Stored items:

[Start of Attachment]

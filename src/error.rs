//! Error taxonomy for the rating pipeline.

use std::path::PathBuf;

/// Everything that can go wrong while saving or loading ratings.
///
/// `InvalidRating` and `Cooldown` are business rules surfaced to the user,
/// not system failures; the shell prints them and carries on. The
/// remaining variants are genuine errors and propagate.
#[derive(Debug, thiserror::Error)]
pub enum RatingError {
    /// Rating outside the 1-10 scale. Rejected before any store mutation,
    /// never clamped.
    #[error("rating must be between 1 and 10, got {0}")]
    InvalidRating(i64),

    /// Same (title, artist) rated again within the cooldown window.
    #[error("\"{title}\" was already rated recently; try again in {remaining_secs}s")]
    Cooldown { title: String, remaining_secs: i64 },

    /// The ratings file exists but does not parse. Deliberately *not*
    /// swallowed: falling back to an empty store here would destroy the
    /// user's data on the next write.
    #[error("ratings file {} is corrupt: {source}", path.display())]
    CorruptStore {
        path: PathBuf,
        #[source]
        source: serde_json::Error,
    },

    #[error("failed to access ratings file {}", path.display())]
    Io {
        path: PathBuf,
        #[source]
        source: std::io::Error,
    },
}
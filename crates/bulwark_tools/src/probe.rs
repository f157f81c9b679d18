//! Segment against circle probe.

use bulwark_core::geometry::{closest_intersection, intercept_chance_factor, intersection_points};
use bulwark_core::math::{Cell, Fixed, Vec3Fixed};
use serde::Serialize;

use crate::Point;

/// One segment and one circle.
#[derive(Debug, Clone, Copy, PartialEq, Eq)]
pub struct ProbeRequest {
    /// Segment start.
    pub from: Vec3Fixed,
    /// Segment end.
    pub to: Vec3Fixed,
    /// Circle center.
    pub center: Vec3Fixed,
    /// Circle radius.
    pub radius: Fixed,
    /// Accept the exit crossing beyond `to`.
    pub catch_outbound: bool,
    /// Solve in 3D.
    pub spherical: bool,
}

/// What the probe found.
#[derive(Debug, Clone, PartialEq, Serialize)]
pub struct ProbeReport {
    /// Crossings in ascending parameter order.
    pub points: Vec<Point>,
    /// Crossing closest to the segment start.
    pub closest: Option<Point>,
    /// Intercept chance factor of the cell containing `to`, seen from `from`.
    pub intercept_chance: f64,
}

/// Run the probe.
#[must_use]
pub fn probe(request: &ProbeRequest) -> ProbeReport {
    let ProbeRequest {
        from,
        to,
        center,
        radius,
        catch_outbound,
        spherical,
    } = *request;

    let points = intersection_points(from, to, center, radius, catch_outbound, spherical);
    let closest = closest_intersection(from, to, center, radius, catch_outbound, spherical);
    ProbeReport {
        points: points.into_iter().map(Point::from).collect(),
        closest: closest.map(Point::from),
        intercept_chance: intercept_chance_factor(from, Cell::containing(to)).to_num(),
    }
}

#[cfg(test)]
mod tests {
    use super::*;

    fn request(center_x: i32) -> ProbeRequest {
        ProbeRequest {
            from: Vec3Fixed::ZERO,
            to: Vec3Fixed::ground(10, 0),
            center: Vec3Fixed::ground(center_x, 0),
            radius: Fixed::from_num(2),
            catch_outbound: false,
            spherical: false,
        }
    }

    #[test]
    fn test_probe_two_crossings() {
        let report = probe(&request(5));
        assert_eq!(report.points.len(), 2);
        assert!((report.points[0].x - 3.0).abs() < 1e-6);
        assert!((report.points[1].x - 7.0).abs() < 1e-6);
        assert_eq!(report.closest, Some(report.points[0]));
    }

    #[test]
    fn test_probe_miss() {
        let report = probe(&request(20));
        assert!(report.points.is_empty());
        assert_eq!(report.closest, None);
    }
}
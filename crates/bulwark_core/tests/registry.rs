//! Provider registry aggregation tests.
//!
//! Answers are OR-ed across providers per channel, independent of
//! registration order, and undeclared channels are never consulted.

use std::collections::BTreeSet;
use std::sync::Arc;

use bulwark_core::components::{EntityId, Projectile};
use bulwark_core::intercept::{
    BlockFlags, BlockZone, Channels, InterceptContext, InterceptProvider, Registry,
    ShieldScanCache,
};
use bulwark_core::math::{Cell, Fixed, Vec2Fixed, Vec3Fixed};
use bulwark_test_utils::fixtures::open_arena;
use proptest::prelude::*;

/// Gives the same answer on every channel, declared or not.
struct Canned {
    name: &'static str,
    channels: Channels,
    answer: bool,
    owner: EntityId,
}

impl InterceptProvider for Canned {
    fn name(&self) -> &'static str {
        self.name
    }

    fn channels(&self) -> Channels {
        self.channels
    }

    fn check_path(
        &self,
        _ctx: &mut InterceptContext<'_>,
        _projectile: &Projectile,
        _from: Vec3Fixed,
        _to: Vec3Fixed,
    ) -> bool {
        self.answer
    }

    fn check_cell(
        &self,
        _ctx: &mut InterceptContext<'_>,
        _projectile: &Projectile,
        _cell: Cell,
        _launcher: Option<EntityId>,
    ) -> bool {
        self.answer
    }

    fn on_impact(
        &self,
        _ctx: &mut InterceptContext<'_>,
        _projectile: &Projectile,
        _launcher: Option<EntityId>,
    ) -> bool {
        self.answer
    }

    fn before_collide(
        &self,
        _ctx: &mut InterceptContext<'_>,
        _projectile: &Projectile,
        _victim: EntityId,
    ) -> bool {
        self.answer
    }

    fn shield_zones(&self, _ctx: &mut InterceptContext<'_>, _entity: EntityId) -> Vec<BlockZone> {
        if !self.answer {
            return Vec::new();
        }
        vec![BlockZone {
            center: Vec2Fixed::ZERO,
            radius: Fixed::ONE,
            owner: self.owner,
            flags: BlockFlags::DIRECT_FIRE,
        }]
    }

    fn unsuppressable_from(
        &self,
        _ctx: &mut InterceptContext<'_>,
        _pawn: EntityId,
        _origin: Vec3Fixed,
    ) -> bool {
        self.answer
    }
}

const NAMES: [&str; 6] = ["alpha", "beta", "gamma", "delta", "epsilon", "zeta"];

/// Everything the registry answers, one entry per channel.
#[derive(Debug, Clone, PartialEq, Eq)]
struct Answers {
    check_path: bool,
    check_cell: bool,
    on_impact: bool,
    before_collide: bool,
    zone_owners: BTreeSet<EntityId>,
    unsuppressable: bool,
}

fn query(registry: &Registry) -> Answers {
    let arena = open_arena(8, 8);
    let mut scans = ShieldScanCache::new();
    let mut ctx = InterceptContext::new(0, &arena, &mut scans);
    let projectile = Projectile::launch(1, None, Vec3Fixed::ZERO, Vec3Fixed::ground(5, 0), 10);

    Answers {
        check_path: registry.check_path(&mut ctx, &projectile, Vec3Fixed::ZERO, Vec3Fixed::ground(1, 0)),
        check_cell: registry.check_cell(&mut ctx, &projectile, Cell::new(0, 0), None),
        on_impact: registry.on_impact(&mut ctx, &projectile, None),
        before_collide: registry.before_collide(&mut ctx, &projectile, 7),
        zone_owners: registry
            .shield_zones(&mut ctx, 7)
            .into_iter()
            .map(|zone| zone.owner)
            .collect(),
        unsuppressable: registry.unsuppressable_from(&mut ctx, 7, Vec3Fixed::ZERO),
    }
}

/// OR of the answers of providers declaring `channel`.
fn expected(providers: &[(Channels, bool)], channel: Channels) -> bool {
    providers
        .iter()
        .any(|&(channels, answer)| channels.contains(channel) && answer)
}

fn build(providers: &[(Channels, bool)], order: &[usize]) -> Registry {
    let mut registry = Registry::new();
    for &i in order {
        let (channels, answer) = providers[i];
        registry.register(Arc::new(Canned {
            name: NAMES[i],
            channels,
            answer,
            owner: i as EntityId + 1,
        }));
    }
    registry
}

fn arb_channels() -> impl Strategy<Value = Channels> {
    any::<u8>().prop_map(Channels::from_bits_truncate)
}

fn arb_providers() -> impl Strategy<Value = Vec<(Channels, bool)>> {
    prop::collection::vec((arb_channels(), any::<bool>()), 1..=NAMES.len())
}

// =============================================================================
// Examples
// =============================================================================

#[test]
fn test_empty_registry_answers_neutrally() {
    let answers = query(&Registry::new());
    assert!(!answers.check_path);
    assert!(!answers.check_cell);
    assert!(!answers.on_impact);
    assert!(!answers.before_collide);
    assert!(answers.zone_owners.is_empty());
    assert!(!answers.unsuppressable);
}

#[test]
fn test_undeclared_channel_is_never_consulted() {
    // Would block everything, but only declares CHECK_CELL.
    let registry = build(&[(Channels::CHECK_CELL, true)], &[0]);
    let answers = query(&registry);

    assert!(answers.check_cell);
    assert!(!answers.check_path);
    assert!(!answers.on_impact);
    assert!(!answers.before_collide);
    assert!(answers.zone_owners.is_empty());
    assert!(!answers.unsuppressable);
    assert_eq!(registry.enabled_channels(), Channels::CHECK_CELL);
}

#[test]
fn test_one_blocker_among_passers_blocks() {
    let providers = [
        (Channels::all(), false),
        (Channels::CHECK_PATH | Channels::ON_IMPACT, true),
        (Channels::all(), false),
    ];
    let answers = query(&build(&providers, &[0, 1, 2]));

    assert!(answers.check_path);
    assert!(answers.on_impact);
    assert!(!answers.check_cell);
    assert!(!answers.before_collide);
}

#[test]
fn test_zones_collected_from_every_provider() {
    let providers = [
        (Channels::SHIELD_ZONES, true),
        (Channels::SHIELD_ZONES, false),
        (Channels::SHIELD_ZONES, true),
    ];
    let answers = query(&build(&providers, &[2, 1, 0]));
    assert_eq!(answers.zone_owners, BTreeSet::from([1, 3]));
}

#[test]
fn test_duplicate_registration_is_kept() {
    let mut registry = build(&[(Channels::CHECK_PATH, false)], &[0, 0]);
    assert_eq!(registry.len(), 2);
    assert_eq!(registry.provider_names(), vec!["alpha", "alpha"]);

    registry.register(Arc::new(Canned {
        name: "silent",
        channels: Channels::empty(),
        answer: true,
        owner: 99,
    }));
    assert_eq!(registry.len(), 2);
}

// =============================================================================
// Properties
// =============================================================================

proptest! {
    #![proptest_config(ProptestConfig::with_cases(100))]

    #[test]
    fn prop_registration_order_is_irrelevant(
        (providers, order) in arb_providers().prop_flat_map(|providers| {
            let indices: Vec<usize> = (0..providers.len()).collect();
            (Just(providers), Just(indices).prop_shuffle())
        })
    ) {
        let sorted: Vec<usize> = (0..providers.len()).collect();
        prop_assert_eq!(query(&build(&providers, &order)), query(&build(&providers, &sorted)));
    }

    #[test]
    fn prop_channels_or_aggregate(providers in arb_providers()) {
        let order: Vec<usize> = (0..providers.len()).collect();
        let registry = build(&providers, &order);
        let answers = query(&registry);

        prop_assert_eq!(answers.check_path, expected(&providers, Channels::CHECK_PATH));
        prop_assert_eq!(answers.check_cell, expected(&providers, Channels::CHECK_CELL));
        prop_assert_eq!(answers.on_impact, expected(&providers, Channels::ON_IMPACT));
        prop_assert_eq!(answers.before_collide, expected(&providers, Channels::BEFORE_COLLIDE));
        prop_assert_eq!(answers.unsuppressable, expected(&providers, Channels::UNSUPPRESSABLE));
        prop_assert_eq!(
            !answers.zone_owners.is_empty(),
            expected(&providers, Channels::SHIELD_ZONES)
        );

        let declared = providers
            .iter()
            .fold(Channels::empty(), |acc, &(channels, _)| acc | channels);
        prop_assert_eq!(registry.enabled_channels(), declared);
    }
}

[End of Attachment]

__What is needed__.
Copy out exactly the lines running from the line with "acc | channels);" to the end of the records, inclusive.

__Response to this exercise__.
            .fold(Channels::empty(), |acc, &(channels, _)| acc | channels);
        prop_assert_eq!(registry.enabled_channels(), declared);
    }
}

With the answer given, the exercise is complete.